Dataset records ->
# # # #

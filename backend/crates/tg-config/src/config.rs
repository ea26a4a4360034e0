use crate::{
    AuthConfig, CONFIG_DIR_ENV, CONFIG_FILENAME, ConfigError, ConfigErrorResult,
    DEFAULT_CONFIG_DIR, LoggingConfig, RateLimitConfig, RevocationRetryConfig, ServerConfig,
    StoreConfig,
};

use std::path::{Path, PathBuf};

use log::{info, warn};
use serde::Deserialize;

#[derive(Debug, Clone, Deserialize, Default)]
#[serde(default)]
pub struct Config {
    pub server: ServerConfig,
    pub auth: AuthConfig,
    pub store: StoreConfig,
    pub rate_limit: RateLimitConfig,
    pub revocation_retry: RevocationRetryConfig,
    pub logging: LoggingConfig,
}

impl Config {
    /// Load config.
    ///
    /// Loading order:
    /// 1. `TG_CONFIG_DIR` env var, else `./.tg/`
    /// 2. Auto-create the config directory if it doesn't exist
    /// 3. Load `config.toml` if it exists, else use defaults
    /// 4. Apply `TG_*` environment variable overrides
    ///
    /// Does NOT validate - call validate() after load().
    pub fn load() -> ConfigErrorResult<Self> {
        let config_dir = Self::config_dir()?;

        if !config_dir.exists() {
            std::fs::create_dir_all(&config_dir).map_err(|e| ConfigError::Io {
                path: config_dir.clone(),
                source: e,
            })?;
        }

        let config_path = config_dir.join(CONFIG_FILENAME);

        let mut config = if config_path.exists() {
            Self::load_toml(&config_path)?
        } else {
            Config::default()
        };

        config.apply_env_overrides();

        Ok(config)
    }

    fn load_toml(path: &Path) -> ConfigErrorResult<Self> {
        let contents = std::fs::read_to_string(path).map_err(|e| ConfigError::Io {
            path: path.to_path_buf(),
            source: e,
        })?;

        toml::from_str(&contents).map_err(|e| ConfigError::Toml {
            path: path.to_path_buf(),
            source: e,
        })
    }

    /// Priority: TG_CONFIG_DIR env var > ./.tg/ (relative to cwd)
    pub fn config_dir() -> ConfigErrorResult<PathBuf> {
        if let Ok(dir) = std::env::var(CONFIG_DIR_ENV) {
            return Ok(PathBuf::from(dir));
        }

        let cwd = std::env::current_dir()
            .map_err(|_| ConfigError::config("Cannot determine current working directory"))?;
        Ok(cwd.join(DEFAULT_CONFIG_DIR))
    }

    /// Validate all configuration. Any error here is fatal at startup.
    pub fn validate(&self) -> ConfigErrorResult<()> {
        self.server.validate()?;
        self.auth.validate()?;
        self.store.validate()?;
        self.rate_limit.validate()?;
        self.revocation_retry.validate()?;
        self.ensure_production_secrets()?;

        Ok(())
    }

    /// Production refuses to start on the built-in development secrets.
    /// Staging only warns, see [`Config::warn_insecure_defaults`].
    pub fn ensure_production_secrets(&self) -> ConfigErrorResult<()> {
        if !self.server.environment.is_production() {
            return Ok(());
        }

        let insecure = self.insecure_defaults();
        if !insecure.is_empty() {
            return Err(ConfigError::auth(format!(
                "{} still set to the built-in development value in production",
                insecure.join(", ")
            )));
        }

        Ok(())
    }

    /// Absolute path of the SQLite credential store.
    pub fn store_path(&self) -> ConfigErrorResult<PathBuf> {
        Ok(Self::config_dir()?.join(&self.store.path))
    }

    /// Absolute path of the log file, if file logging is on.
    pub fn log_file_path(&self) -> ConfigErrorResult<Option<PathBuf>> {
        let Some(file) = &self.logging.file else {
            return Ok(None);
        };

        Ok(Some(Self::config_dir()?.join(&self.logging.dir).join(file)))
    }

    pub fn bind_addr(&self) -> String {
        format!("{}:{}", self.server.host, self.server.port)
    }

    /// Names of the development secrets still in use outside development.
    pub fn insecure_defaults(&self) -> Vec<&'static str> {
        if self.server.environment.is_development() {
            return Vec::new();
        }

        let mut found = Vec::new();
        if self.auth.uses_default_jwt_secret() {
            found.push("auth.jwt_secret");
        }
        if self.auth.uses_default_handoff_secret() {
            found.push("auth.handoff_secret");
        }
        found
    }

    pub fn warn_insecure_defaults(&self) {
        for setting in self.insecure_defaults() {
            warn!("**************************************************************");
            warn!(
                "  {} is the built-in development value in environment '{}'",
                setting, self.server.environment
            );
            warn!("  Anyone who has read the source can forge sessions. Set a real secret.");
            warn!("**************************************************************");
        }
    }

    /// Log configuration summary (NEVER logs secrets).
    pub fn log_summary(&self) {
        info!("Configuration loaded:");
        info!(
            "  server: {}:{} ({})",
            self.server.host, self.server.port, self.server.environment
        );
        info!(
            "  auth: access_ttl={}s, refresh_ttl={}s, leeway={}s, cookie={}",
            self.auth.access_ttl_secs,
            self.auth.refresh_ttl_secs,
            self.auth.leeway_secs,
            self.auth.cookie_name
        );
        info!(
            "  store: {} (timeout={}ms, sweep={}s, cas_attempts={})",
            self.store.backend,
            self.store.timeout_ms,
            self.store.sweep_interval_secs,
            self.store.max_cas_attempts
        );
        if self.rate_limit.enabled {
            info!(
                "  rate_limit: session={}/{}s, refresh={}/{}s, api={}/{}s (forwarded-for: {})",
                self.rate_limit.session.max_requests,
                self.rate_limit.session.window_secs,
                self.rate_limit.refresh.max_requests,
                self.rate_limit.refresh.window_secs,
                self.rate_limit.api.max_requests,
                self.rate_limit.api.window_secs,
                self.rate_limit.trust_forwarded_for
            );
        } else {
            info!("  rate_limit: disabled");
        }
        info!(
            "  revocation_retry: attempts={}, backoff={}ms..{}ms x{}, worst wait={:?}",
            self.revocation_retry.attempts,
            self.revocation_retry.first_backoff_ms,
            self.revocation_retry.backoff_cap_ms,
            self.revocation_retry.growth,
            self.revocation_retry.worst_case_wait()
        );
        info!(
            "  logging: {} (colored: {})",
            self.logging.level, self.logging.colored
        );
    }

    fn apply_env_overrides(&mut self) {
        // Server
        Self::apply_env_string("TG_SERVER_HOST", &mut self.server.host);
        Self::apply_env_parse("TG_SERVER_PORT", &mut self.server.port);
        Self::apply_env_parse("TG_ENVIRONMENT", &mut self.server.environment);

        // Auth
        Self::apply_env_string("TG_AUTH_JWT_SECRET", &mut self.auth.jwt_secret);
        Self::apply_env_string("TG_AUTH_HANDOFF_SECRET", &mut self.auth.handoff_secret);
        Self::apply_env_parse("TG_AUTH_ACCESS_TTL_SECS", &mut self.auth.access_ttl_secs);
        Self::apply_env_parse("TG_AUTH_REFRESH_TTL_SECS", &mut self.auth.refresh_ttl_secs);
        Self::apply_env_parse("TG_AUTH_LEEWAY_SECS", &mut self.auth.leeway_secs);
        Self::apply_env_string("TG_AUTH_COOKIE_NAME", &mut self.auth.cookie_name);

        // Store
        Self::apply_env_parse("TG_STORE_BACKEND", &mut self.store.backend);
        Self::apply_env_string("TG_STORE_PATH", &mut self.store.path);
        Self::apply_env_parse("TG_STORE_TIMEOUT_MS", &mut self.store.timeout_ms);
        Self::apply_env_parse(
            "TG_STORE_SWEEP_INTERVAL_SECS",
            &mut self.store.sweep_interval_secs,
        );
        Self::apply_env_parse(
            "TG_STORE_MAX_CAS_ATTEMPTS",
            &mut self.store.max_cas_attempts,
        );

        // Rate limit
        Self::apply_env_bool("TG_RATE_LIMIT_ENABLED", &mut self.rate_limit.enabled);
        Self::apply_env_bool(
            "TG_RATE_LIMIT_TRUST_FORWARDED_FOR",
            &mut self.rate_limit.trust_forwarded_for,
        );
        Self::apply_env_parse(
            "TG_RATE_LIMIT_SESSION_MAX_REQUESTS",
            &mut self.rate_limit.session.max_requests,
        );
        Self::apply_env_parse(
            "TG_RATE_LIMIT_SESSION_WINDOW_SECS",
            &mut self.rate_limit.session.window_secs,
        );
        Self::apply_env_parse(
            "TG_RATE_LIMIT_REFRESH_MAX_REQUESTS",
            &mut self.rate_limit.refresh.max_requests,
        );
        Self::apply_env_parse(
            "TG_RATE_LIMIT_REFRESH_WINDOW_SECS",
            &mut self.rate_limit.refresh.window_secs,
        );
        Self::apply_env_parse(
            "TG_RATE_LIMIT_API_MAX_REQUESTS",
            &mut self.rate_limit.api.max_requests,
        );
        Self::apply_env_parse(
            "TG_RATE_LIMIT_API_WINDOW_SECS",
            &mut self.rate_limit.api.window_secs,
        );

        // Revocation retry
        Self::apply_env_parse(
            "TG_REVOCATION_RETRY_ATTEMPTS",
            &mut self.revocation_retry.attempts,
        );
        Self::apply_env_parse(
            "TG_REVOCATION_RETRY_FIRST_BACKOFF_MS",
            &mut self.revocation_retry.first_backoff_ms,
        );
        Self::apply_env_parse(
            "TG_REVOCATION_RETRY_BACKOFF_CAP_MS",
            &mut self.revocation_retry.backoff_cap_ms,
        );
        Self::apply_env_parse("TG_REVOCATION_RETRY_GROWTH", &mut self.revocation_retry.growth);
        Self::apply_env_bool("TG_REVOCATION_RETRY_JITTER", &mut self.revocation_retry.jitter);

        // Logging
        Self::apply_env_parse("TG_LOG_LEVEL", &mut self.logging.level);
        Self::apply_env_bool("TG_LOG_COLORED", &mut self.logging.colored);
        Self::apply_env_option_string("TG_LOG_FILE", &mut self.logging.file);
        Self::apply_env_string("TG_LOG_DIR", &mut self.logging.dir);
    }

    fn apply_env_string(var_name: &str, target: &mut String) {
        if let Ok(val) = std::env::var(var_name) {
            *target = val;
        }
    }

    /// Accepts "true"/"1"
    fn apply_env_bool(var_name: &str, target: &mut bool) {
        if let Ok(val) = std::env::var(var_name) {
            *target = val == "true" || val == "1";
        }
    }

    /// Unparseable values are ignored with a warning and the previous value kept.
    fn apply_env_parse<T: std::str::FromStr>(var_name: &str, target: &mut T) {
        if let Ok(val) = std::env::var(var_name) {
            match val.parse() {
                Ok(parsed) => *target = parsed,
                Err(_) => warn!("Ignoring {}: cannot parse '{}'", var_name, val),
            }
        }
    }

    fn apply_env_option_string(var_name: &str, target: &mut Option<String>) {
        if let Ok(val) = std::env::var(var_name) {
            *target = (!val.is_empty()).then_some(val);
        }
    }
}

# # # #

Exercise directions -> Copy each line of the entries that includes the word "RateLimitConfig".

Solution for this exercise ->
    DEFAULT_CONFIG_DIR, LoggingConfig, RateLimitConfig, RevocationRetryConfig, ServerConfig,
    pub rate_limit: RateLimitConfig,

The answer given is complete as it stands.